Unlike its sister court in the Southern District of Georgia (see "Georgia Judge Says Attorneys Not Debt Relief Agencies"), a Middle District of Georgia bankruptcy judge has refused to give an advisory opinion on whether attorneys fall within the definition of a "debt relief agency" as defined in new 11 U.S.C. 101(12A). Matter of McCartney, __ B.R. __, 2006 WL 75306 (Bankr. M.D. Ga. 1/12/06). As discussed in the prior post, BAPCPA added provisions to the Bankruptcy Code defining a "debt relief agency" and, in 11 U.S.C. 526, imposed several requirements on such agencies as to the disclosures they must make to assisted persons, and the advice they may and may not give to such persons.

In McCartney, the debtors filed their petition pro se and subsequently hired an attorney, then filed a motion seeking a determination that attorneys who practice before the court are not "debt relief agencies." Judge Hershner refused to consider the motion on standing grounds, finding that no party had threatened to enforce any of the debt relief agency provisions of BAPCPA against the debtor. As a result the debtor had not sustained and was not under an immediate threat of any real, actual or direct harm or injury. The motion was dismissed for failing to present a case or controversy.

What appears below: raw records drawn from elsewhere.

//! Reconciliation loop
//!
//! The [`Monitor`] periodically resolves the public IP, compares it with the
//! last known value and pushes changes to exactly one DNS provider.
//!
//! ## Architecture
//!
//! ```text
//!                 ┌──────────────┐
//!   tick/manual ─▶│   Monitor    │── snapshot ──▶ subscribers
//!                 └──────────────┘
//!                        │
//!        ┌───────────────┼────────────────┐
//!        ▼               ▼                ▼
//! ┌─────────────┐ ┌─────────────┐  ┌─────────────┐
//! │ IpResolver  │ │ DnsProvider │  │   LogSink   │
//! │ (resolve)   │ │ (on change) │  │  (append)   │
//! └─────────────┘ └─────────────┘  └─────────────┘
//! ```
//!
//! ## Cycle
//!
//! 1. Acquire the busy gate (a tick arriving while a cycle is in flight is dropped)
//! 2. Snapshot the configuration
//! 3. Resolve the public IP
//! 4. If it differs from the last known IP (or a transient failure is pending), update the provider
//! 5. Append exactly one terminal log entry
//! 6. Schedule the next tick one interval after completion

mod state;

pub use state::{CycleOutcome, MonitorPhase, MonitorState};

use std::sync::atomic::{AtomicU64, Ordering};
use std::sync::{Arc, Mutex, PoisonError, RwLock, Weak};

use tokio::sync::{Notify, oneshot, watch};
use tokio::time::Instant;
use tokio_stream::wrappers::WatchStream;
use tracing::{debug, error, info, warn};

use crate::config::MonitorConfig;
use crate::error::{Error, Result};
use crate::ip::PublicIp;
use crate::log::MemoryLogSink;
use crate::traits::{Clock, DnsProvider, IpResolver, LogEntry, LogKind, LogSink, SystemClock};

/// Handle to the periodic timer task
struct TimerControl {
    id: u64,
    stop_tx: oneshot::Sender<()>,
    wake: Arc<Notify>,
    deadline: Instant,
}

struct Inner {
    resolver: Arc<dyn IpResolver>,
    provider: Arc<dyn DnsProvider>,
    log_sink: Arc<dyn LogSink>,
    clock: Arc<dyn Clock>,
    config: RwLock<Option<MonitorConfig>>,
    state: watch::Sender<MonitorState>,
    timer: Mutex<Option<TimerControl>>,
    next_timer_id: AtomicU64,
}

/// Dynamic DNS monitor
///
/// Cheap to clone; all clones drive the same loop.
///
/// ## Lifecycle
///
/// 1. Create with [`Monitor::new()`] or [`Monitor::with_parts()`]
/// 2. [`Monitor::start()`] runs a first cycle immediately, then one cycle per interval
/// 3. [`Monitor::stop()`] cancels future ticks; a cycle in flight completes and is logged
///
/// ## Overlap
///
/// At most one cycle runs at a time. The gate is a check-and-set on
/// [`MonitorState::updating`] performed under the state channel's lock.
#[derive(Clone)]
pub struct Monitor {
    inner: Arc<Inner>,
}

impl Monitor {
    /// Create a monitor with an in-memory log sink and the system clock
    pub fn new(resolver: Arc<dyn IpResolver>, provider: Arc<dyn DnsProvider>) -> Self {
        Self::with_parts(
            resolver,
            provider,
            Arc::new(MemoryLogSink::new()),
            Arc::new(SystemClock),
        )
    }

    /// Create a monitor from explicit collaborators
    pub fn with_parts(
        resolver: Arc<dyn IpResolver>,
        provider: Arc<dyn DnsProvider>,
        log_sink: Arc<dyn LogSink>,
        clock: Arc<dyn Clock>,
    ) -> Self {
        let (state, _) = watch::channel(MonitorState::default());
        Self {
            inner: Arc::new(Inner {
                resolver,
                provider,
                log_sink,
                clock,
                config: RwLock::new(None),
                state,
                timer: Mutex::new(None),
                next_timer_id: AtomicU64::new(0),
            }),
        }
    }

    /// Start the periodic loop
    ///
    /// The first cycle begins immediately. Must be called from within a Tokio
    /// runtime.
    ///
    /// # Errors
    ///
    /// - [`Error::Config`] if `config` fails validation
    /// - [`Error::AlreadyRunning`] if the timer is already active
    pub fn start(&self, config: MonitorConfig) -> Result<()> {
        config.validate()?;

        let mut timer = self.inner.lock_timer();
        if timer.is_some() {
            return Err(Error::AlreadyRunning);
        }

        info!(
            provider = %config.provider,
            domain = %config.domain,
            interval_secs = config.interval_secs,
            "Starting IP monitor"
        );
        self.inner.set_config(config);

        let id = self.inner.next_timer_id.fetch_add(1, Ordering::Relaxed);
        let (stop_tx, stop_rx) = oneshot::channel();
        let wake = Arc::new(Notify::new());
        *timer = Some(TimerControl {
            id,
            stop_tx,
            wake: wake.clone(),
            deadline: Instant::now(),
        });

        let now = self.inner.clock.now();
        self.inner.state.send_modify(|s| {
            s.running = true;
            s.next_run = Some(now);
            if !s.updating {
                s.phase = MonitorPhase::Idle;
            }
        });
        drop(timer);

        tokio::spawn(run_timer(Arc::downgrade(&self.inner), id, stop_rx, wake));
        Ok(())
    }

    /// Stop the periodic loop
    ///
    /// Future ticks are cancelled. A cycle already in flight is not aborted:
    /// it completes and logs its outcome. Stopping a stopped monitor is a no-op.
    pub fn stop(&self) {
        let control = self.inner.lock_timer().take();
        let Some(control) = control else {
            return;
        };

        let _ = control.stop_tx.send(());
        self.inner.state.send_modify(|s| {
            s.running = false;
            s.next_run = None;
            if !s.updating {
                s.phase = MonitorPhase::Stopped;
            }
        });
        info!("IP monitor stopped");
    }

    /// Run one cycle now, regardless of the timer
    ///
    /// Resets the schedule when running: the next tick is one interval after
    /// this cycle completes.
    ///
    /// # Returns
    ///
    /// - `Ok(Some(outcome))`: The cycle ran
    /// - `Ok(None)`: Another cycle was in flight; nothing was done
    /// - `Err(Error::Config)`: No configuration has been supplied yet
    pub async fn trigger_manual_check(&self) -> Result<Option<CycleOutcome>> {
        if self.inner.config_snapshot().is_none() {
            return Err(Error::config(
                "No configuration loaded; call start() or reconfigure() first",
            ));
        }
        debug!("Manual check requested");
        Ok(self.inner.run_cycle().await)
    }

    /// Replace the configuration
    ///
    /// Provider, domain and credential changes apply from the next cycle on.
    /// An interval change while running reschedules the pending tick to one
    /// new interval from now.
    pub fn reconfigure(&self, config: MonitorConfig) -> Result<()> {
        config.validate()?;

        let previous_interval = self.inner.config_snapshot().map(|c| c.interval_secs);
        let interval_changed = previous_interval != Some(config.interval_secs);
        let interval = config.interval();
        let interval_secs = config.interval_secs;
        self.inner.set_config(config);

        if interval_changed {
            let mut timer = self.inner.lock_timer();
            if let Some(control) = timer.as_mut() {
                debug!(interval_secs, "Interval changed, rescheduling");
                control.deadline = Instant::now() + interval;
                control.wake.notify_one();

                let next = self.inner.clock.now() + chrono::Duration::seconds(interval_secs as i64);
                self.inner.state.send_modify(|s| s.next_run = Some(next));
            }
        }

        Ok(())
    }

    /// Current state snapshot
    pub fn state(&self) -> MonitorState {
        self.inner.state.borrow().clone()
    }

    /// Stream of state snapshots, starting with the current one
    pub fn subscribe(&self) -> WatchStream<MonitorState> {
        WatchStream::new(self.inner.state.subscribe())
    }

    /// Wait until no cycle is in flight
    pub async fn wait_idle(&self) {
        let mut rx = self.inner.state.subscribe();
        // The sender lives as long as `self`
        let _ = rx.wait_for(|s| !s.updating).await;
    }

    /// Current configuration, if any
    pub fn config(&self) -> Option<MonitorConfig> {
        self.inner.config_snapshot()
    }

    /// Up to `limit` most recent log entries, newest first
    pub async fn recent_logs(&self, limit: usize) -> Result<Vec<LogEntry>> {
        self.inner.log_sink.recent(limit).await
    }

    /// Drop the log history
    pub async fn clear_logs(&self) -> Result<()> {
        self.inner.log_sink.clear().await
    }
}

impl std::fmt::Debug for Monitor {
    fn fmt(&self, f: &mut std::fmt::Formatter<'_>) -> std::fmt::Result {
        f.debug_struct("Monitor").field("state", &self.state()).finish()
    }
}

/// Releases the busy gate when a cycle ends, including on panic
struct CycleGuard<'a> {
    inner: &'a Inner,
}

impl Drop for CycleGuard<'_> {
    fn drop(&mut self) {
        self.inner.state.send_modify(|s| {
            s.updating = false;
            s.phase = if s.running {
                MonitorPhase::Idle
            } else {
                MonitorPhase::Stopped
            };
        });
    }
}

impl Inner {
    fn lock_timer(&self) -> std::sync::MutexGuard<'_, Option<TimerControl>> {
        self.timer.lock().unwrap_or_else(PoisonError::into_inner)
    }

    fn config_snapshot(&self) -> Option<MonitorConfig> {
        self.config
            .read()
            .unwrap_or_else(PoisonError::into_inner)
            .clone()
    }

    fn set_config(&self, config: MonitorConfig) {
        *self.config.write().unwrap_or_else(PoisonError::into_inner) = Some(config);
    }

    fn deadline_for(&self, id: u64) -> Option<Instant> {
        match self.lock_timer().as_ref() {
            Some(control) if control.id == id => Some(control.deadline),
            _ => None,
        }
    }

    fn try_begin(&self) -> Option<CycleGuard<'_>> {
        let acquired = self.state.send_if_modified(|s| {
            if s.updating {
                return false;
            }
            s.updating = true;
            s.phase = MonitorPhase::Checking;
            true
        });
        acquired.then(|| CycleGuard { inner: self })
    }

    async fn run_cycle(&self) -> Option<CycleOutcome> {
        let Some(guard) = self.try_begin() else {
            debug!("Cycle already in flight, skipping");
            return None;
        };
        let config = self.config_snapshot()?;

        debug!(domain = %config.domain, "Fetching public IP");
        let outcome = match self.resolver.resolve(&config).await {
            Ok(ip) => self.reconcile(&config, ip).await,
            Err(e) => {
                warn!("{}", e);
                self.append(LogKind::Error, "Unable to fetch public IP".to_string(), None)
                    .await;
                CycleOutcome::ResolutionFailed { error: e }
            }
        };

        self.reschedule();
        drop(guard);
        Some(outcome)
    }

    async fn reconcile(&self, config: &MonitorConfig, ip: PublicIp) -> CycleOutcome {
        let (previous, retry_pending) = {
            let s = self.state.borrow();
            (s.last_known_ip.clone(), s.retry_pending)
        };

        let same = previous.as_ref() == Some(&ip);
        if same && !retry_pending {
            self.append(LogKind::Info, "IP has not changed".to_string(), Some(ip.clone()))
                .await;
            return CycleOutcome::Unchanged { ip };
        }

        let message = if same {
            "Retrying DNS update after network failure".to_string()
        } else {
            format!(
                "IP change detected: {} -> {}",
                previous.as_ref().map(PublicIp::as_str).unwrap_or("N/A"),
                ip
            )
        };
        self.append(LogKind::Info, message, Some(ip.clone())).await;

        self.state.send_modify(|s| {
            s.last_known_ip = Some(ip.clone());
            s.phase = MonitorPhase::Updating;
        });

        let label = config.provider.label();
        match self
            .provider
            .update(config.provider, &config.domain, &config.credentials, &ip)
            .await
        {
            Ok(outcome) => {
                let body = outcome.body().trim().to_string();
                let now = self.clock.now();
                self.state.send_modify(|s| {
                    s.last_success = Some(now);
                    s.retry_pending = false;
                });
                self.append(
                    LogKind::Success,
                    format!("DNS updated successfully ({}): {}", label, body),
                    Some(ip.clone()),
                )
                .await;
                CycleOutcome::Updated { ip, previous, body }
            }
            Err(e) => {
                let transient = e.is_transient();
                self.state.send_modify(|s| s.retry_pending = transient);
                self.append(
                    LogKind::Error,
                    format!("DNS update failed {}: {}", label, e),
                    Some(ip.clone()),
                )
                .await;
                CycleOutcome::UpdateFailed { ip, error: e }
            }
        }
    }

    /// Set the next deadline one interval from now and wake the timer task
    fn reschedule(&self) {
        let Some(config) = self.config_snapshot() else {
            return;
        };

        let mut timer = self.lock_timer();
        if let Some(control) = timer.as_mut() {
            control.deadline = Instant::now() + config.interval();
            control.wake.notify_one();

            let next = self.clock.now() + chrono::Duration::seconds(config.interval_secs as i64);
            self.state.send_modify(|s| s.next_run = Some(next));
            debug!(next_run = %next, "Next check scheduled");
        }
    }

    async fn append(&self, kind: LogKind, message: String, ip: Option<PublicIp>) {
        let entry = LogEntry::new(kind, message, ip, self.clock.now());
        if let Err(e) = self.log_sink.append(entry).await {
            error!("Failed to append log entry: {}", e);
        }
    }
}

/// Periodic timer task
///
/// Holds only a weak reference between ticks so dropping every `Monitor`
/// handle ends the task.
async fn run_timer(
    inner: Weak<Inner>,
    id: u64,
    mut stop_rx: oneshot::Receiver<()>,
    wake: Arc<Notify>,
) {
    let mut due = true;
    loop {
        if !matches!(stop_rx.try_recv(), Err(oneshot::error::TryRecvError::Empty)) {
            break;
        }
        let Some(strong) = inner.upgrade() else {
            break;
        };

        let mut skipped = false;
        if due {
            skipped = strong.run_cycle().await.is_none();
        }

        let Some(deadline) = strong.deadline_for(id) else {
            break;
        };
        drop(strong);

        tokio::select! {
            biased;
            _ = &mut stop_rx => break,
            _ = wake.notified() => due = false,
            // A skipped tick waits for the in-flight cycle to reschedule
            _ = tokio::time::sleep_until(deadline), if !skipped => due = true,
        }
    }
    debug!("Timer task exited");
}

Although not discussed in any detail in the opinion, it should be noted that the United States Trustee filed a response in opposition to the motion, and argued that the plain language of BAPCPA, the legislative history (including a failed amendment seeking to expressly exclude attorneys), and a history of other legislation subjecting attorneys to federal regulation (such as the Fair Debt Collection Practices Act and the Sarbanes-Oxley Act) all demonstrated that Congress did in fact intend for attorneys to be subject to the "debt relief agency" provisions. Anyone assuming from Judge Davis' earlier opinion that the "debt relief agency" provisions did not apply to attorneys should proceed with caution.

1 comment:

Anonymous said...

From working with the ABA to have Congress remove attorneys from "Debt Relief Agencies", I know that the inclusion was intentional. We can only wish it were otherwise. I agree with you; relying on the opinion that says the inclusion was unintentional, unfortuneately, would be risky.